Work request:
Select every line below containing the word "keeps".

+++ Supplied records

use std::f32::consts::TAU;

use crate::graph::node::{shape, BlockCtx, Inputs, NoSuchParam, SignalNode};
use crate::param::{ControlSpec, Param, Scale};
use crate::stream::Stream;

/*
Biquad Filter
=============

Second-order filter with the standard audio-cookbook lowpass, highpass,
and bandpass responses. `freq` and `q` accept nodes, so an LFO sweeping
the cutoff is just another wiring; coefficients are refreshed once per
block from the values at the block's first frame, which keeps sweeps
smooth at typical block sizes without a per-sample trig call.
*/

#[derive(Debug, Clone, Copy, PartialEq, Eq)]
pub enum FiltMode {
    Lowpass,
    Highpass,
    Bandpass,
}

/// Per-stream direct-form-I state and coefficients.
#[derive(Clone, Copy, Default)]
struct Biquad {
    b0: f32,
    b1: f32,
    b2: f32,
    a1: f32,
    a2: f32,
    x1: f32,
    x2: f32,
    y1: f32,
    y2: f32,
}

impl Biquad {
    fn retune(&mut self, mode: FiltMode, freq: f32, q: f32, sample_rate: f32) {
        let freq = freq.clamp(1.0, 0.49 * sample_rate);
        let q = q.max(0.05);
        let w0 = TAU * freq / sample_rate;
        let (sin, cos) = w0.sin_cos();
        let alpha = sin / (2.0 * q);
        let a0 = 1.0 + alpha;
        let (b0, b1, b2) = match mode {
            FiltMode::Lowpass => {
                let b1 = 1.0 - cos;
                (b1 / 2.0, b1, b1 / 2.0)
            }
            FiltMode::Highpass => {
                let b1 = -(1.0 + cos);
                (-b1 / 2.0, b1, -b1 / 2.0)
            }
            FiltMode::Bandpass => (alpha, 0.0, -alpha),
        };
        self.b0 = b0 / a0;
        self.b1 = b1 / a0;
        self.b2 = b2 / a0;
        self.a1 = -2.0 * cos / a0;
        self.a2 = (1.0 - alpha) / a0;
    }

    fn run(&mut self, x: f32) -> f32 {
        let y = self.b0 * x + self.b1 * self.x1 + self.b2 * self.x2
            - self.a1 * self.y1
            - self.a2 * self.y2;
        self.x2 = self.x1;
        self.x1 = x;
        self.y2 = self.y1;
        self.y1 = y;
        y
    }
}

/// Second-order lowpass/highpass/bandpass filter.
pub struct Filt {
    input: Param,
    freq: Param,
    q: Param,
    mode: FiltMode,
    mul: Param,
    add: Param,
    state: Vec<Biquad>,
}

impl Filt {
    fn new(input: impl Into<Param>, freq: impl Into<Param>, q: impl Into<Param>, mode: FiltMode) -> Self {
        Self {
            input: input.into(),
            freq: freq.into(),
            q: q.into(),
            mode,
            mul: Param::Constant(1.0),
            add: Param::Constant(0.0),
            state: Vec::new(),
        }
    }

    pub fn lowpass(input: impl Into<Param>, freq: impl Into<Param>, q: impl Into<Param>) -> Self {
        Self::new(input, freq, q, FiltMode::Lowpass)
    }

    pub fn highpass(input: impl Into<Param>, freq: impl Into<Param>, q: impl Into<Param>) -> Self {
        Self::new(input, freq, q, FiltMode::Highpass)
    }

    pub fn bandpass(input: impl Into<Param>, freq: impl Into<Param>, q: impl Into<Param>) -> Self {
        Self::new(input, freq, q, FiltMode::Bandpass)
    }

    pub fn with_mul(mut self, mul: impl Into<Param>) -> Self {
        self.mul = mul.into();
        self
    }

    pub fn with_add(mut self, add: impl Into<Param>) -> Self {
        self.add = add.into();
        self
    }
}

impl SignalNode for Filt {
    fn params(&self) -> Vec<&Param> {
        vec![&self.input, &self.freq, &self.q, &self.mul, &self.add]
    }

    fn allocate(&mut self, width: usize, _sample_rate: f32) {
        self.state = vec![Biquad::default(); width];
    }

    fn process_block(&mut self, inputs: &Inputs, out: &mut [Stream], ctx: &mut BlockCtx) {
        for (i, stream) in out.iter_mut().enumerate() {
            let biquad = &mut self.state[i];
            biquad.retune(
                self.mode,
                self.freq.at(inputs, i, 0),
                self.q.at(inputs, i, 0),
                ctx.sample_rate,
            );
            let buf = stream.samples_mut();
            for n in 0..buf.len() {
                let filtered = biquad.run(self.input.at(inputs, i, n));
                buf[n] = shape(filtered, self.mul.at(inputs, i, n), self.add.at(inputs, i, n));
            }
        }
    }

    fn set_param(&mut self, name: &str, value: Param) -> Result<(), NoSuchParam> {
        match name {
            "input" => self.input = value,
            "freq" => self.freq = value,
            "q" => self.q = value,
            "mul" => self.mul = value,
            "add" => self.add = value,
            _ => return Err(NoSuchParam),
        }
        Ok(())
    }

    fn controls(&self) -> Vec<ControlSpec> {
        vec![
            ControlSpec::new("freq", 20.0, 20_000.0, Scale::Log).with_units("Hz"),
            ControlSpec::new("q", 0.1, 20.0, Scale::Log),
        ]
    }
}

++++++
+++ Supplied records

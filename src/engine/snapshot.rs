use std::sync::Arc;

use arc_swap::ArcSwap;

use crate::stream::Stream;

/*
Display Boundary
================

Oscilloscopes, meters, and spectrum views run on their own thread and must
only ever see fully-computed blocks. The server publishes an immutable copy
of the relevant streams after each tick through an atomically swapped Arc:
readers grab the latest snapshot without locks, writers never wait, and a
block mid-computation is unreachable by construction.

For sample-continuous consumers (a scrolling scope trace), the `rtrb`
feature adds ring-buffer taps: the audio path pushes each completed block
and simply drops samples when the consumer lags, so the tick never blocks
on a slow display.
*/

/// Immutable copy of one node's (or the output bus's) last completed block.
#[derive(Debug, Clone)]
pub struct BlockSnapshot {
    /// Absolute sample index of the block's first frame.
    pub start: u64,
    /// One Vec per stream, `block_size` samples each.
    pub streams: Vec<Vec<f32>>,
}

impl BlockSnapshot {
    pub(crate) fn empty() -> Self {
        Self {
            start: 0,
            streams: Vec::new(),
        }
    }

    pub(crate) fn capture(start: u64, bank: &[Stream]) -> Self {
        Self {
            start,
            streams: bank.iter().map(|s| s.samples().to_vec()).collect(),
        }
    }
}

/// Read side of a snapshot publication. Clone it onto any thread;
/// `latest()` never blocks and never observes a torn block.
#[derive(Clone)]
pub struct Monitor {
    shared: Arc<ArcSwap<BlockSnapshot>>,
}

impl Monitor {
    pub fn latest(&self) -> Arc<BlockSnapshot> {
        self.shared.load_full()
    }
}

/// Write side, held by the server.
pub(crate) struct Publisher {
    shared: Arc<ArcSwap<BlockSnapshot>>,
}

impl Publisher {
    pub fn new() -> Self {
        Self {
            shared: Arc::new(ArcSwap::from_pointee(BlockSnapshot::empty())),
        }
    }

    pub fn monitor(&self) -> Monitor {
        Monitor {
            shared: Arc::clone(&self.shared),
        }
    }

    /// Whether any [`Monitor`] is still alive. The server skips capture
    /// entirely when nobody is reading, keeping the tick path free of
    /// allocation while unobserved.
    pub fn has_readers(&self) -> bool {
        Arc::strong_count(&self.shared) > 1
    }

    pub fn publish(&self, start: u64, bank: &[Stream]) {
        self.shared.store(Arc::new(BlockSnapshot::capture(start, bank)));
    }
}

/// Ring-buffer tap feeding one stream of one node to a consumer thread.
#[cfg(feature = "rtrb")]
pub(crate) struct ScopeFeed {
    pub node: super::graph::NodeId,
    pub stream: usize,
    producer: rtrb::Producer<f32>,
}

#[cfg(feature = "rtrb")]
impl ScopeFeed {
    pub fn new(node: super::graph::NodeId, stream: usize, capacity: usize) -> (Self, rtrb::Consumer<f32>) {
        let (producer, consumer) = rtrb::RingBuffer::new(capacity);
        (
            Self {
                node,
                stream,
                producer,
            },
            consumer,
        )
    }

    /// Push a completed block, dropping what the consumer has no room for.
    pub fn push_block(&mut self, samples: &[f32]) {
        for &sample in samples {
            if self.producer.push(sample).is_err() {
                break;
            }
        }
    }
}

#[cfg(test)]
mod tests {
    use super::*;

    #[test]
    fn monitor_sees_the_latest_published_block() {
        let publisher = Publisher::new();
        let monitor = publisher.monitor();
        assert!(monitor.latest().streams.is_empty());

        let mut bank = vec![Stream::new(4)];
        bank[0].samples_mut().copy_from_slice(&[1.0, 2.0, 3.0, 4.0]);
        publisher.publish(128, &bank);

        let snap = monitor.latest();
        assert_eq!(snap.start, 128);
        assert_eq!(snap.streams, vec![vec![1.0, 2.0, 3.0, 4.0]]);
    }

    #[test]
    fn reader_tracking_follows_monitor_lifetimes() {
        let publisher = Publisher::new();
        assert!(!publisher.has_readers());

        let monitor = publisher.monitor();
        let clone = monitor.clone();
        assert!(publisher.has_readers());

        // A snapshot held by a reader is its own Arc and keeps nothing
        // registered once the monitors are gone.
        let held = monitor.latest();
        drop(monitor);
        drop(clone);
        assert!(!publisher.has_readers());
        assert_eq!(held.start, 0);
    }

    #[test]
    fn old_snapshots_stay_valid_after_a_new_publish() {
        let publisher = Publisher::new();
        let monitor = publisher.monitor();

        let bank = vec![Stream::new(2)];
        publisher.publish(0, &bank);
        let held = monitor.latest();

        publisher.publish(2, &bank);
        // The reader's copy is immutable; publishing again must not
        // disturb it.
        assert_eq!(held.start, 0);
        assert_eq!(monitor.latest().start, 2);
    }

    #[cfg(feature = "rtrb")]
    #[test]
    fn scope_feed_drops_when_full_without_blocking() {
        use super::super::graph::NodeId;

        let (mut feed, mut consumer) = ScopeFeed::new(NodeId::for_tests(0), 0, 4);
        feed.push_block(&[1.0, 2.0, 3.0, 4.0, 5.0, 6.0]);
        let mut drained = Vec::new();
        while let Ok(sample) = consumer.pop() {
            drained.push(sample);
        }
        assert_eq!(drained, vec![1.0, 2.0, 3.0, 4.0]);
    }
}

++++++

Exercise result:
block from the values at the block's first frame, which keeps sweeps
        // A snapshot held by a reader is its own Arc and keeps nothing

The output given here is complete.